Sobre un cerro rocoso y dominando el curso del Ebro se alza una de las fortalezas medievales más impresionantes de España. Una construcción gigantesca que parece surgir directamente de la piedra y que durante siglos controló uno de los pasos más estratégicos del sur de Cataluña.
A sus pies aparece un pequeño pueblo de calles estrechas, antiguas casas de piedra y talleres de cerámica tradicional que conserva intacta buena parte de su esencia medieval. Se trata de Miravet, una de las localidades más espectaculares de las Terres de l'Ebre y hogar de uno de los castillos templarios más importantes de Europa.

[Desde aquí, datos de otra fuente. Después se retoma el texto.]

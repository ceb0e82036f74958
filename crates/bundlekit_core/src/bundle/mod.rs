//! Bundle identity, configuration and assembly.
//!
//! # Responsibility
//! - Identify bundles by validated coordinates.
//! - Carry the properties handed to extension factories.
//! - Assemble one bundle's classes and resources into its private namespace.
//!
//! # Invariants
//! - Every class in a built bundle carries the bundle coordinate in its
//!   descriptor, including nested classes and their enclosing chain.
//! - Type names are dotted or `::`-separated identifiers.

pub mod coordinate;
pub mod properties;

use crate::archive::{ArchiveProviders, ArchiveUri};
use crate::namespace::{
    ClassBuilder, IsolatedNamespace, NamespaceContents, NamespaceRef, TypeDescriptor,
};
use coordinate::BundleCoordinate;
use log::debug;
use once_cell::sync::Lazy;
use regex::Regex;
use std::collections::{BTreeSet, HashMap};
use std::error::Error;
use std::fmt::{Debug, Display, Formatter};
use std::io::Read;
use std::sync::Arc;

static TYPE_NAME_RE: Lazy<Regex> = Lazy::new(|| {
    Regex::new(r"^[A-Za-z_][A-Za-z0-9_$]*(?:(?:\.|::)[A-Za-z_][A-Za-z0-9_$]*)*$")
        .expect("valid type name regex")
});

/// Returns whether `value` is a well-formed type name.
pub fn is_valid_type_name(value: &str) -> bool {
    TYPE_NAME_RE.is_match(value)
}

/// One assembled bundle.
#[derive(Clone)]
pub struct Bundle {
    coordinate: BundleCoordinate,
    namespace: Arc<IsolatedNamespace>,
}

impl Bundle {
    pub fn coordinate(&self) -> &BundleCoordinate {
        &self.coordinate
    }

    pub fn namespace(&self) -> &Arc<IsolatedNamespace> {
        &self.namespace
    }

    pub fn namespace_ref(&self) -> NamespaceRef {
        Arc::clone(&self.namespace) as NamespaceRef
    }
}

impl Debug for Bundle {
    fn fmt(&self, f: &mut Formatter<'_>) -> std::fmt::Result {
        f.debug_struct("Bundle")
            .field("coordinate", &self.coordinate)
            .field("classes", &self.namespace.contents().class_names().count())
            .finish()
    }
}

/// Collects classes and resources for one bundle.
pub struct BundleBuilder {
    coordinate: BundleCoordinate,
    parent: Option<NamespaceRef>,
    classes: Vec<ClassBuilder>,
    resources: Vec<(String, Vec<u8>)>,
}

impl BundleBuilder {
    pub fn new(coordinate: BundleCoordinate) -> Self {
        Self {
            coordinate,
            parent: None,
            classes: Vec::new(),
            resources: Vec::new(),
        }
    }

    /// Namespace consulted first for every lookup (normally the host).
    pub fn parent(mut self, parent: NamespaceRef) -> Self {
        self.parent = Some(parent);
        self
    }

    pub fn class(mut self, class: ClassBuilder) -> Self {
        self.classes.push(class);
        self
    }

    pub fn resource(mut self, name: impl Into<String>, bytes: impl Into<Vec<u8>>) -> Self {
        self.resources.push((name.into(), bytes.into()));
        self
    }

    /// Reads one resource through the archive providers.
    pub fn resource_from_archive(
        mut self,
        name: impl Into<String>,
        providers: &ArchiveProviders,
        uri: &ArchiveUri,
    ) -> Result<Self, BundleError> {
        let mut bytes = Vec::new();
        providers
            .open(uri)
            .and_then(|mut stream| stream.read_to_end(&mut bytes))
            .map_err(|err| BundleError::Archive {
                uri: uri.to_string(),
                source: err,
            })?;
        self.resources.push((name.into(), bytes));
        Ok(self)
    }

    /// Binds every class to this bundle and builds its namespace.
    ///
    /// # Errors
    /// - [`BundleError::InvalidTypeName`] for malformed class or enclosing names.
    /// - [`BundleError::DuplicateClass`] when a name is declared twice.
    /// - [`BundleError::EnclosingCycle`] when enclosing declarations loop.
    pub fn build(self) -> Result<Bundle, BundleError> {
        let mut index = HashMap::new();
        for (position, class) in self.classes.iter().enumerate() {
            if !is_valid_type_name(class.name()) {
                return Err(BundleError::InvalidTypeName(class.name().to_string()));
            }
            if let Some(enclosing) = class.enclosing_name() {
                if !is_valid_type_name(enclosing) {
                    return Err(BundleError::InvalidTypeName(enclosing.to_string()));
                }
            }
            if index.insert(class.name().to_string(), position).is_some() {
                return Err(BundleError::DuplicateClass(class.name().to_string()));
            }
        }

        let mut describer = Describer {
            classes: &self.classes,
            index: &index,
            coordinate: &self.coordinate,
            done: HashMap::new(),
            visiting: BTreeSet::new(),
        };
        let mut descriptors = Vec::with_capacity(self.classes.len());
        for class in &self.classes {
            descriptors.push(describer.describe(class.name())?);
        }

        let mut contents = NamespaceContents::new();
        for (class, descriptor) in self.classes.into_iter().zip(descriptors) {
            contents.insert_class(class.finish(descriptor));
        }
        for (name, bytes) in self.resources {
            contents.insert_resource(name, bytes);
        }

        debug!(
            "event=bundle_build module=bundle status=ok coordinate={} classes={}",
            self.coordinate,
            index.len()
        );

        let namespace = IsolatedNamespace::bundle(self.coordinate.clone(), self.parent, contents);
        Ok(Bundle {
            coordinate: self.coordinate,
            namespace: Arc::new(namespace),
        })
    }
}

struct Describer<'a> {
    classes: &'a [ClassBuilder],
    index: &'a HashMap<String, usize>,
    coordinate: &'a BundleCoordinate,
    done: HashMap<String, Arc<TypeDescriptor>>,
    visiting: BTreeSet<String>,
}

impl Describer<'_> {
    fn describe(&mut self, name: &str) -> Result<Arc<TypeDescriptor>, BundleError> {
        if let Some(descriptor) = self.done.get(name) {
            return Ok(Arc::clone(descriptor));
        }
        let Some(position) = self.index.get(name).copied() else {
            // Enclosing type declared outside this bundle.
            return Ok(Arc::new(TypeDescriptor::host(name)));
        };
        if !self.visiting.insert(name.to_string()) {
            return Err(BundleError::EnclosingCycle(name.to_string()));
        }

        let class = &self.classes[position];
        let enclosing = match class.enclosing_name() {
            Some(enclosing) => Some(self.describe(enclosing)?),
            None => None,
        };
        let descriptor = Arc::new(class.describe(enclosing, Some(self.coordinate.clone())));

        self.visiting.remove(name);
        self.done.insert(name.to_string(), Arc::clone(&descriptor));
        Ok(descriptor)
    }
}

/// Bundle assembly errors.
#[derive(Debug)]
pub enum BundleError {
    InvalidTypeName(String),
    DuplicateClass(String),
    EnclosingCycle(String),
    Archive { uri: String, source: std::io::Error },
}

impl Display for BundleError {
    fn fmt(&self, f: &mut Formatter<'_>) -> std::fmt::Result {
        match self {
            Self::InvalidTypeName(value) => write!(f, "type name is invalid: {value}"),
            Self::DuplicateClass(value) => write!(f, "class declared twice in bundle: {value}"),
            Self::EnclosingCycle(value) => {
                write!(f, "enclosing class declarations form a cycle at: {value}")
            }
            Self::Archive { uri, source } => {
                write!(f, "failed to read bundle content `{uri}`: {source}")
            }
        }
    }
}

impl Error for BundleError {
    fn source(&self) -> Option<&(dyn Error + 'static)> {
        match self {
            Self::Archive { source, .. } => Some(source),
            _ => None,
        }
    }
}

El Castillo de Miravet impresiona desde cualquier punto del pueblo. Sus enormes murallas de hasta 25 metros de altura y su posición sobre el acantilado convierten la fortaleza en una de las imágenes más reconocibles del interior de Tarragona.
Castillo de Miravet.
Aunque en este lugar ya existió una fortificación andalusí, el castillo actual comenzó a tomar forma tras la conquista cristiana liderada por Ramón Berenguer IV, quien cedió el enclave a la Orden del Temple.
Los templarios transformaron la fortaleza en uno de los grandes centros militares y políticos de Cataluña y Aragón, iniciando una etapa de enorme poder para Miravet.

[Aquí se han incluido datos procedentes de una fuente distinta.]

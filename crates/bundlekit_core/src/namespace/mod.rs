//! Isolated loading namespaces.
//!
//! # Responsibility
//! - Define the namespace handle contract every bundle (and the host) exposes.
//! - Provide an in-memory implementation with parent-first delegation.
//!
//! # Invariants
//! - Namespace identity is its [`NamespaceId`]; contents are never compared.
//! - A namespace only sees its own classes/resources plus its parent's.

pub mod class;
pub mod isolated;

use crate::registry::RegistryError;
use std::error::Error;
use std::fmt::{Display, Formatter};
use std::io::Read;
use std::sync::Arc;
use uuid::Uuid;

pub use class::{ClassBuilder, ClassDef, ConstructError, Constructors, TypeDescriptor};
pub use isolated::{IsolatedNamespace, NamespaceContents};

/// Shared handle to any namespace.
pub type NamespaceRef = Arc<dyn Namespace>;

/// Lazy, single-pass sequence of resource matches.
pub type Resources = Box<dyn Iterator<Item = ResourceUrl> + Send>;

/// Stable namespace identity.
#[derive(Debug, Clone, Copy, PartialEq, Eq, Hash, PartialOrd, Ord)]
pub struct NamespaceId(Uuid);

impl NamespaceId {
    pub fn random() -> Self {
        Self(Uuid::new_v4())
    }
}

impl Display for NamespaceId {
    fn fmt(&self, f: &mut Formatter<'_>) -> std::fmt::Result {
        write!(f, "{}", self.0)
    }
}

/// Namespace flavor.
#[derive(Debug, Clone, Copy, PartialEq, Eq)]
pub enum NamespaceKind {
    /// Host default namespace.
    Host,
    /// One bundle's private namespace.
    Bundle,
    /// Facade that forwards to whichever namespace is current.
    ContextAware,
}

/// Locator of one resource inside a namespace.
#[derive(Debug, Clone, PartialEq, Eq, Hash)]
pub struct ResourceUrl(String);

impl ResourceUrl {
    pub fn new(value: impl Into<String>) -> Self {
        Self(value.into())
    }

    pub fn as_str(&self) -> &str {
        &self.0
    }
}

impl Display for ResourceUrl {
    fn fmt(&self, f: &mut Formatter<'_>) -> std::fmt::Result {
        f.write_str(&self.0)
    }
}

/// Loading contract of one isolated namespace.
pub trait Namespace: Send + Sync {
    fn id(&self) -> NamespaceId;

    fn kind(&self) -> NamespaceKind;

    /// Human-readable label for diagnostics (coordinate or `host`).
    fn label(&self) -> String;

    fn load_class(&self, name: &str) -> Result<Arc<ClassDef>, LoadError>;

    fn get_resource(&self, name: &str) -> Result<Option<ResourceUrl>, LoadError>;

    fn get_resource_as_stream(
        &self,
        name: &str,
    ) -> Result<Option<Box<dyn Read + Send>>, LoadError>;

    fn get_resources(&self, name: &str) -> Result<Resources, LoadError>;

    fn set_default_assertion_status(&self, enabled: bool) -> Result<(), LoadError>;

    fn set_package_assertion_status(&self, package: &str, enabled: bool)
        -> Result<(), LoadError>;

    fn set_class_assertion_status(&self, class: &str, enabled: bool) -> Result<(), LoadError>;

    fn clear_assertion_status(&self) -> Result<(), LoadError>;

    fn desired_assertion_status(&self, class: &str) -> Result<bool, LoadError>;

    /// Whether this namespace may be pinned as a thread's ambient context.
    fn supports_ambient(&self) -> bool {
        false
    }
}

/// Returns whether two handles name the same namespace.
pub fn same_namespace(left: &NamespaceRef, right: &NamespaceRef) -> bool {
    left.id() == right.id()
}

/// Class and resource lookup errors.
#[derive(Debug, Clone, PartialEq, Eq)]
pub enum LoadError {
    ClassNotFound(String),
    Resolution(RegistryError),
}

impl Display for LoadError {
    fn fmt(&self, f: &mut Formatter<'_>) -> std::fmt::Result {
        match self {
            Self::ClassNotFound(name) => write!(f, "class not found: {name}"),
            Self::Resolution(err) => write!(f, "namespace resolution failed: {err}"),
        }
    }
}

impl Error for LoadError {
    fn source(&self) -> Option<&(dyn Error + 'static)> {
        match self {
            Self::Resolution(err) => Some(err),
            Self::ClassNotFound(_) => None,
        }
    }
}

impl From<RegistryError> for LoadError {
    fn from(value: RegistryError) -> Self {
        Self::Resolution(value)
    }
}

El asedio que marcó la historia del castillo
La caída de la Orden del Temple convirtió el castillo en escenario de uno de los episodios más dramáticos de su historia.
La fortaleza resistió durante más de un año un duro asedio antes de la desaparición definitiva de los templarios. A pesar de las reformas posteriores para adaptarlo a la artillería moderna, gran parte de las estructuras conservadas hoy siguen siendo originales de los siglos XII y XIII.
Por eso, Miravet está considerado uno de los mejores ejemplos de arquitectura militar templaria de toda Cataluña.
Un pueblo que merece una visita
Más allá del castillo, el propio pueblo de Miravet merece también una visita sin prisas. Las callejuelas del casco antiguo conservan antiguas puertas medievales, pequeños miradores y rincones llenos de historia.
Uno de los lugares más fotografiados es el pequeño embarcadero de madera situado junto al río, desde donde se obtiene la clásica panorámica del castillo reflejado sobre el Ebro. También destaca la Iglesia Vieja de Miravet, construida sobre una antigua mezquita y muy dañada durante la Guerra Civil española y la Batalla del Ebro.
Pueblo de Miravet.
Miravet también es conocido por su tradición ceramista. Todavía hoy pueden encontrarse talleres artesanales donde se elaboran piezas típicas como el famoso "pitxell", un cántaro tradicional de la zona.
Además, uno de los grandes atractivos del pueblo es su histórico paso de barca, una plataforma de madera utilizada para cruzar el río sin motor y que continúa funcionando como uno de los sistemas de transporte fluvial más curiosos de Cataluña.
Una escapada perfecta por las Terres de l’Ebre
La visita puede completarse fácilmente con otros lugares cercanos como Pinell de Brai, donde se encuentra la espectacular Catedral del Vi, una impresionante bodega modernista rodeada de viñedos.
Historia templaria, paisajes sobre el Ebro, calles medievales y una de las fortalezas más impresionantes del país convierten a Miravet en una de las escapadas más sorprendentes del interior de Tarragona.